Cette nouvelle vision tient beaucoup moins longtemps que la précédente. Les opérations de maintien de la paix sont souvent des échecs piteux et le casque bleu passe de mode. Le maintien de la paix ne peut réussir que s’il y a déjà la paix et, pour cela, le mieux est encore de l’imposer par la force. De ce côté-là, on bombarde un État voyou tous les trois ou quatre ans de 1991 à 2011. Cela réussit au début.
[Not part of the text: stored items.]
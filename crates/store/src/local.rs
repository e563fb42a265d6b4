//! Directory-backed store: `<root>/<bucket>/<name>`.
//!
//! Writes land in a hidden temp file next to the target and are renamed
//! into place on close, so a reader never sees a partial object.

use std::path::PathBuf;
use std::sync::Arc;

use bucketdrop_auth::AuthContext;
use tokio::io::AsyncWriteExt;

use crate::{ObjectRef, ObjectStore, ObjectWriter, StoreConnector, StoreError, StoreFuture};

/// Connects to a [`LocalDirStore`]. Credentials are ignored.
#[derive(Debug, Clone)]
pub struct LocalConnector {
    root: PathBuf,
}

impl LocalConnector {
    pub fn new(root: impl Into<PathBuf>) -> Self {
        Self { root: root.into() }
    }
}

impl StoreConnector for LocalConnector {
    fn connect<'a>(&'a self, auth: &'a AuthContext) -> StoreFuture<'a, Arc<dyn ObjectStore>> {
        Box::pin(async move {
            tracing::trace!(strategy = auth.strategy(), "local store ignores credentials");
            Ok(Arc::new(LocalDirStore::new(self.root.clone())) as Arc<dyn ObjectStore>)
        })
    }
}

/// Buckets are subdirectories of `root`; objects are files inside them.
#[derive(Debug, Clone)]
pub struct LocalDirStore {
    root: PathBuf,
}

impl LocalDirStore {
    pub fn new(root: impl Into<PathBuf>) -> Self {
        Self { root: root.into() }
    }

    /// Resolves `object` to its file, rejecting names that would escape the bucket.
    pub fn object_path(&self, object: &ObjectRef) -> Result<PathBuf, StoreError> {
        validate_component(&object.bucket)?;
        validate_component(&object.name)?;
        Ok(self.root.join(&object.bucket).join(&object.name))
    }
}

fn validate_component(name: &str) -> Result<(), StoreError> {
    if name.is_empty()
        || name == "."
        || name == ".."
        || name.contains('/')
        || name.contains('\\')
        || name.contains('\0')
    {
        return Err(StoreError::InvalidName(name.to_string()));
    }
    Ok(())
}

impl ObjectStore for LocalDirStore {
    fn exists<'a>(&'a self, object: &'a ObjectRef) -> StoreFuture<'a, bool> {
        Box::pin(async move {
            let path = self.object_path(object)?;
            match tokio::fs::metadata(&path).await {
                Ok(meta) => Ok(meta.is_file()),
                Err(e) if e.kind() == std::io::ErrorKind::NotFound => Ok(false),
                Err(e) => Err(e.into()),
            }
        })
    }

    fn open_writer<'a>(&'a self, object: &'a ObjectRef) -> StoreFuture<'a, Box<dyn ObjectWriter>> {
        Box::pin(async move {
            let target = self.object_path(object)?;
            let dir = self.root.join(&object.bucket);
            tokio::fs::create_dir_all(&dir).await?;

            let temp = dir.join(format!(".{}.{}.partial", object.name, uuid::Uuid::new_v4()));
            let file = tokio::fs::File::create(&temp).await?;
            tracing::trace!(temp = %temp.display(), "opened local object writer");

            Ok(Box::new(LocalWriter { file, temp, target }) as Box<dyn ObjectWriter>)
        })
    }
}

struct LocalWriter {
    file: tokio::fs::File,
    temp: PathBuf,
    target: PathBuf,
}

impl LocalWriter {
    async fn commit(&mut self) -> Result<(), StoreError> {
        self.file.flush().await?;
        self.file.sync_all().await?;
        tokio::fs::rename(&self.temp, &self.target).await?;
        Ok(())
    }
}

impl ObjectWriter for LocalWriter {
    fn write<'a>(&'a mut self, chunk: &'a [u8]) -> StoreFuture<'a, ()> {
        Box::pin(async move {
            self.file.write_all(chunk).await?;
            Ok(())
        })
    }

    fn close(mut self: Box<Self>) -> StoreFuture<'static, ()> {
        Box::pin(async move {
            if let Err(e) = self.commit().await {
                let _ = tokio::fs::remove_file(&self.temp).await;
                return Err(e);
            }
            Ok(())
        })
    }

    fn abort(self: Box<Self>) -> StoreFuture<'static, ()> {
        Box::pin(async move {
            let LocalWriter { file, temp, .. } = *self;
            drop(file);
            match tokio::fs::remove_file(&temp).await {
                Ok(()) => Ok(()),
                Err(e) if e.kind() == std::io::ErrorKind::NotFound => Ok(()),
                Err(e) => Err(e.into()),
            }
        })
    }
}

#[cfg(test)]
mod tests {
    use super::*;
    use std::path::Path;

    fn entries(dir: &Path) -> Vec<String> {
        let mut names: Vec<String> = std::fs::read_dir(dir)
            .unwrap()
            .map(|e| e.unwrap().file_name().to_string_lossy().into_owned())
            .collect();
        names.sort();
        names
    }

    #[tokio::test]
    async fn missing_object_does_not_exist() {
        let tmp = tempfile::tempdir().unwrap();
        let store = LocalDirStore::new(tmp.path());
        assert!(!store.exists(&ObjectRef::new("bkt", "a.txt")).await.unwrap());
    }

    #[tokio::test]
    async fn object_visible_only_after_close() {
        let tmp = tempfile::tempdir().unwrap();
        let store = LocalDirStore::new(tmp.path());
        let obj = ObjectRef::new("bkt", "report.csv");

        let mut writer = store.open_writer(&obj).await.unwrap();
        writer.write(b"a,b\n").await.unwrap();
        writer.write(b"1,2\n").await.unwrap();
        assert!(!store.exists(&obj).await.unwrap());

        writer.close().await.unwrap();
        assert!(store.exists(&obj).await.unwrap());
        assert_eq!(
            std::fs::read(tmp.path().join("bkt").join("report.csv")).unwrap(),
            b"a,b\n1,2\n"
        );
        assert_eq!(entries(&tmp.path().join("bkt")), vec!["report.csv"]);
    }

    #[tokio::test]
    async fn abort_leaves_nothing_behind() {
        let tmp = tempfile::tempdir().unwrap();
        let store = LocalDirStore::new(tmp.path());
        let obj = ObjectRef::new("bkt", "half.bin");

        let mut writer = store.open_writer(&obj).await.unwrap();
        writer.write(&[0u8; 1024]).await.unwrap();
        writer.abort().await.unwrap();

        assert!(!store.exists(&obj).await.unwrap());
        assert!(entries(&tmp.path().join("bkt")).is_empty());
    }

    #[tokio::test]
    async fn close_replaces_existing_object() {
        let tmp = tempfile::tempdir().unwrap();
        let store = LocalDirStore::new(tmp.path());
        let obj = ObjectRef::new("bkt", "x");

        for body in [&b"first"[..], &b"second"[..]] {
            let mut writer = store.open_writer(&obj).await.unwrap();
            writer.write(body).await.unwrap();
            writer.close().await.unwrap();
        }
        assert_eq!(std::fs::read(tmp.path().join("bkt").join("x")).unwrap(), b"second");
    }

    #[tokio::test]
    async fn directory_with_object_name_is_not_an_object() {
        let tmp = tempfile::tempdir().unwrap();
        std::fs::create_dir_all(tmp.path().join("bkt").join("sub")).unwrap();
        let store = LocalDirStore::new(tmp.path());
        assert!(!store.exists(&ObjectRef::new("bkt", "sub")).await.unwrap());
    }

    #[tokio::test]
    async fn names_escaping_the_bucket_are_rejected() {
        let store = LocalDirStore::new("/nonexistent");
        for name in ["", "..", "a/b", "a\\b"] {
            assert!(matches!(
                store.exists(&ObjectRef::new("bkt", name)).await,
                Err(StoreError::InvalidName(_))
            ));
        }
        assert!(matches!(
            store.object_path(&ObjectRef::new("../etc", "passwd")),
            Err(StoreError::InvalidName(_))
        ));
    }

    #[tokio::test]
    async fn connector_ignores_credentials() {
        let tmp = tempfile::tempdir().unwrap();
        let connector = LocalConnector::new(tmp.path());
        let store = connector
            .connect(&AuthContext::Delegated {
                target: "sa@example.iam.gserviceaccount.com".into(),
            })
            .await
            .unwrap();
        assert!(!store.exists(&ObjectRef::new("bkt", "a")).await.unwrap());
    }
}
Cela échoue complètement contre les talibans en 2001 et donne des résultats imprévus lorsque la campagne aboutit non à une soumission, mais à une décapitation en 2003 en Irak et en 2011 en Libye.

On ne s’est pas rendu compte qu’en fait la mondialisation combinait souvent l’affaiblissement des moyens de l’État avec la croissance des organisations armées. Parmi ces organisations, certaines sont particulièrement dangereuses, comme celles qui nous avaient humiliés à Beyrouth en 1983-1984 ou avaient vaincu les Soviétiques en Afghanistan. Les salafo-djihadistes ont commencé à nous attaquer sur le sol français en 1995, mais il a vraiment fallu les attaques du 11 septembre 2001 pour comprendre que le contexte stratégique était en train de changer. Voilà donc le retour non souhaité et non anticipé de la contre-insurrection, dans laquelle nous sommes encore engagés alors que nous voyons réapparaître des rivalités de puissances, avec lesquelles on peut envisager sinon des guerres très peu probables, du moins des confrontations « sous le seuil » usant des moyens les plus divers et souvent ni visibles, ni militaires. Rien dans tout cela qui permette de faire de beaux PowerPoint de grands combats de haute technologie, alors que nous sommes peut-être devant de nouveaux grands changements de contexte que nous ne voyons pas très bien.

Il est généralement facile, en regardant ou lisant une œuvre d’anticipation, de déterminer l’époque à laquelle elle a été écrite, car elle exprime le plus souvent les peurs et les espoirs du moment. C’est d’autant plus savoureux lorsque l’on vit dans la période qui était alors considérée comme le futur et que l’on peut mesurer l’énorme décalage qu’il y a systématiquement entre ce qui a été envisagé et la réalité. L’anticipation militaire n’échappe pas à la règle. 

Légende de la photo en première page : Quelle sera la guerre de demain ? Assisterons-nous à de grandes batailles comme autrefois ? S’agira-t-il surtout de cyberguerre et de désinformation ? Verra-t-on une annihilation nucléaire ? Le brouillard de la guerre est si épais qu’il est difficile de répondre à ces questions. (© Shutterstock/jcm32)

Article paru dans la revue DefTech n°12, « Armes autonomes, intelligence artificielle, espace, cyber. Peut-on anticiper la GUERRE DU FUTUR ? », 3e trimestre 2021.